July 30, 2013
Credit: Lockheed Martin
The Pentagon and Lockheed Martin have agreed to a handshake deal for the latest two lots of F-35 airframes, and based on cost projections the program for the first time is targeting a unit price under $100 million, excluding engines and retrofits.
The deal covers 36 aircraft in low-rate, initial production (LRIP) lot 6 and another 35 in LRIP 7. Mandatory cuts handed down by sequestration in the fiscal 2013 budget did not ultimately affect the number of aircraft in LRIP 6, as once thought.
The total contract price and per-unit price figures will not be released until the contract is signed, according to Michael Rein, a Lockheed Martin spokesman.
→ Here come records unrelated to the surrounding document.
//! Order-preserving collection of the code-producing command-line flags.
//!
//! clap groups values by flag, which loses the interleaving the user typed
//! (`-p a -c b -p c`). Fragments may depend on names bound by earlier ones, so
//! the order is rebuilt from clap's value indices and replayed through an
//! [`ArgumentTracker`].

use clap::ArgMatches;
use std::collections::HashMap;

/// A flag that contributes code fragments.
#[derive(Debug, Clone, Copy, PartialEq, Eq, Hash)]
pub enum FlagKind {
    /// `-p/--print`: print the value of an expression.
    Print,
    /// `-f/--fprint`: print an interpolated template.
    Interpolate,
    /// `-c/--code`: a block of code, or a `/dev/fd/N` path holding one.
    Code,
    /// `-l/--lambda`: a one-argument function applied to every input line.
    Lambda,
}

impl FlagKind {
    pub const ALL: [FlagKind; 4] = [
        FlagKind::Print,
        FlagKind::Interpolate,
        FlagKind::Code,
        FlagKind::Lambda,
    ];

    /// The clap argument id.
    #[must_use]
    pub fn id(self) -> &'static str {
        match self {
            FlagKind::Print => "print",
            FlagKind::Interpolate => "fprint",
            FlagKind::Code => "code",
            FlagKind::Lambda => "lambda",
        }
    }

    /// Multi-value flags may be repeated and every value is its own occurrence.
    #[must_use]
    pub fn is_multi(self) -> bool {
        matches!(self, FlagKind::Print | FlagKind::Interpolate)
    }
}

/// One flag occurrence, in command-line order.
#[derive(Debug, Clone, PartialEq, Eq)]
pub struct OrderedAssignment {
    pub flag: FlagKind,
    /// Position within the flag's value list; only set for multi-value flags.
    pub occurrence: Option<usize>,
}

/// Records assignments in the order they were parsed.
///
/// A tracker describes one parse pass. Build a new one per pass, or call
/// [`ArgumentTracker::clear`] before reusing it.
#[derive(Debug, Default)]
pub struct ArgumentTracker {
    order: Vec<OrderedAssignment>,
    seen: HashMap<FlagKind, usize>,
}

impl ArgumentTracker {
    #[must_use]
    pub fn new() -> Self {
        Self::default()
    }

    /// Record one occurrence of `flag`.
    ///
    /// A repeated scalar flag replaces its earlier assignment, matching the
    /// value map where the last value wins.
    pub fn record(&mut self, flag: FlagKind) {
        let occurrence = if flag.is_multi() {
            let seen = self.seen.entry(flag).or_insert(0);
            let occurrence = *seen;
            *seen += 1;
            Some(occurrence)
        } else {
            self.order.retain(|assignment| assignment.flag != flag);
            None
        };
        self.order.push(OrderedAssignment { flag, occurrence });
    }

    /// Forget everything recorded so far.
    pub fn clear(&mut self) {
        self.order.clear();
        self.seen.clear();
    }

    #[must_use]
    pub fn assignments(&self) -> &[OrderedAssignment] {
        &self.order
    }
}

/// The parsed value of a flag.
#[derive(Debug, Clone, PartialEq, Eq)]
pub enum FlagValue {
    One(String),
    Many(Vec<String>),
}

impl FlagValue {
    /// All values, scalar or not.
    pub fn iter(&self) -> impl Iterator<Item = &str> {
        let values: &[String] = match self {
            FlagValue::One(value) => std::slice::from_ref(value),
            FlagValue::Many(values) => values,
        };
        values.iter().map(String::as_str)
    }

    fn at(&self, occurrence: Option<usize>) -> Option<&str> {
        match (self, occurrence) {
            (FlagValue::One(value), None) => Some(value.as_str()),
            (FlagValue::Many(values), Some(i)) => values.get(i).map(String::as_str),
            _ => None,
        }
    }
}

/// Flag values plus the order in which they were supplied.
#[derive(Debug, Default)]
pub struct ParsedArguments {
    values: HashMap<FlagKind, FlagValue>,
    tracker: ArgumentTracker,
}

impl ParsedArguments {
    /// Build from `(flag, value)` events in command-line order.
    pub fn from_events<I, S>(events: I) -> Self
    where
        I: IntoIterator<Item = (FlagKind, S)>,
        S: Into<String>,
    {
        let mut parsed = Self::default();
        for (flag, value) in events {
            let value = value.into();
            parsed.tracker.record(flag);
            if flag.is_multi() {
                match parsed
                    .values
                    .entry(flag)
                    .or_insert_with(|| FlagValue::Many(Vec::new()))
                {
                    FlagValue::Many(values) => values.push(value),
                    FlagValue::One(_) => {}
                }
            } else {
                parsed.values.insert(flag, FlagValue::One(value));
            }
        }
        parsed
    }

    /// Rebuild the command-line order from clap's per-value indices.
    #[must_use]
    pub fn from_matches(matches: &ArgMatches) -> Self {
        let mut events: Vec<(usize, FlagKind, String)> = Vec::new();
        for flag in FlagKind::ALL {
            let (Some(indices), Some(values)) = (
                matches.indices_of(flag.id()),
                matches.get_many::<String>(flag.id()),
            ) else {
                continue;
            };
            events.extend(
                indices
                    .zip(values)
                    .map(|(index, value)| (index, flag, value.clone())),
            );
        }
        events.sort_by_key(|(index, _, _)| *index);

        let parsed = Self::from_events(events.into_iter().map(|(_, flag, value)| (flag, value)));
        log::debug!("flag order: {:?}", parsed.assignments());
        parsed
    }

    #[must_use]
    pub fn get(&self, flag: FlagKind) -> Option<&FlagValue> {
        self.values.get(&flag)
    }

    #[must_use]
    pub fn assignments(&self) -> &[OrderedAssignment] {
        self.tracker.assignments()
    }

    #[must_use]
    pub fn is_empty(&self) -> bool {
        self.tracker.assignments().is_empty()
    }

    /// `(flag, value)` pairs in the order they were supplied.
    ///
    /// Each call returns a fresh iterator over the same assignments.
    pub fn ordered(&self) -> impl Iterator<Item = (FlagKind, &str)> + '_ {
        self.tracker.assignments().iter().filter_map(|assignment| {
            self.values
                .get(&assignment.flag)?
                .at(assignment.occurrence)
                .map(|value| (assignment.flag, value))
        })
    }
}

#[cfg(test)]
#[allow(clippy::unwrap_used)]
mod tests {
    use super::*;

    fn parse(argv: &[&str]) -> ParsedArguments {
        let matches = crate::cli::command().try_get_matches_from(argv).unwrap();
        ParsedArguments::from_matches(&matches)
    }

    #[test]
    fn test_interleaved_repeats_keep_command_line_order() {
        let parsed = parse(&["lpipe", "-p", "1+1", "-c", "x = 1", "-p", "2+2", "3+3"]);
        let ordered: Vec<_> = parsed.ordered().collect();
        assert_eq!(
            ordered,
            vec![
                (FlagKind::Print, "1+1"),
                (FlagKind::Code, "x = 1"),
                (FlagKind::Print, "2+2"),
                (FlagKind::Print, "3+3"),
            ]
        );
    }

    #[test]
    fn test_occurrence_indices_are_contiguous_per_flag() {
        let parsed = parse(&["lpipe", "-f", "a", "-p", "1", "-f", "b", "c", "-p", "2"]);

        for flag in [FlagKind::Print, FlagKind::Interpolate] {
            let occurrences: Vec<_> = parsed
                .assignments()
                .iter()
                .filter(|a| a.flag == flag)
                .map(|a| a.occurrence.unwrap())
                .collect();
            let count = parsed.get(flag).unwrap().iter().count();
            assert_eq!(occurrences, (0..count).collect::<Vec<_>>());
        }
    }

    #[test]
    fn test_scalar_flags_have_no_occurrence() {
        let parsed = parse(&["lpipe", "-l", "function(l) return l end", "-c", "y = 2"]);
        assert!(parsed.assignments().iter().all(|a| a.occurrence.is_none()));
        assert_eq!(
            parsed.get(FlagKind::Code),
            Some(&FlagValue::One("y = 2".to_string()))
        );
    }

    #[test]
    fn test_ordered_is_restartable() {
        let parsed = ParsedArguments::from_events([
            (FlagKind::Print, "a"),
            (FlagKind::Print, "b"),
            (FlagKind::Code, "c"),
        ]);
        let first: Vec<_> = parsed.ordered().collect();
        let second: Vec<_> = parsed.ordered().collect();
        assert_eq!(first, second);
        assert_eq!(first.len(), 3);
    }

    #[test]
    fn test_repeated_scalar_keeps_last_value_once() {
        let parsed = ParsedArguments::from_events([
            (FlagKind::Code, "first"),
            (FlagKind::Print, "p"),
            (FlagKind::Code, "second"),
        ]);
        let ordered: Vec<_> = parsed.ordered().collect();
        assert_eq!(
            ordered,
            vec![(FlagKind::Print, "p"), (FlagKind::Code, "second")]
        );
    }

    #[test]
    fn test_tracker_clear_starts_a_new_pass() {
        let mut tracker = ArgumentTracker::new();
        tracker.record(FlagKind::Print);
        tracker.record(FlagKind::Print);
        tracker.clear();
        tracker.record(FlagKind::Print);
        assert_eq!(
            tracker.assignments(),
            &[OrderedAssignment {
                flag: FlagKind::Print,
                occurrence: Some(0)
            }]
        );
    }

    #[test]
    fn test_no_flags_is_empty() {
        assert!(parse(&["lpipe"]).is_empty());
        assert!(parse(&["lpipe", "--debug"]).is_empty());
    }
}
However, the company says that unit cost of each variant will be reduced by about 4% lot over lot. Based on the pricing targets for LRIP 5, which was inked late last year — $105 million for the F-35A, $113 million for the F-35B and $125 million for F-35C — the per-unit targets can be projected for these new LRIP 6 and 7 jets.
The F-35A variant, designed for conventional takeoff and landing (and the version with greatest appeal to international partners) is projected to cost $100.8 million in LRIP 6 and $96.8 million in LRIP 7. This is the first time since the program began production that the projected unit cost will be under $100 million.
The F-35B, optimized for short takeoff and vertical landing, is expected to cost $108.5 million in LRIP 6 and $104.2 million in LRIP 7.
Finally, the F-35C, designed with a larger wing for aircraft carrier operations, is expected to cost $120 million in LRIP 6 and another $115.2 million in LRIP 7.
These prices do not include the cost of engines; the government contracts separately with Pratt & Whitney to purchase the F135. Pratt & Whitney will not release its unit cost, but the Pentagon said that in LRIP 3, each F-35A engine cost roughly $16 million and each F-35B engine cost about $38 million. Pratt and the Pentagon remain in contract negotiations for engines for LRIP 6, says company spokesman Matthew Bates.
These estimates also exclude the cost of retrofitting the aircraft that have been produced with upgrades required as a result of discoveries in flight testing that occurred in parallel with early manufacturing work.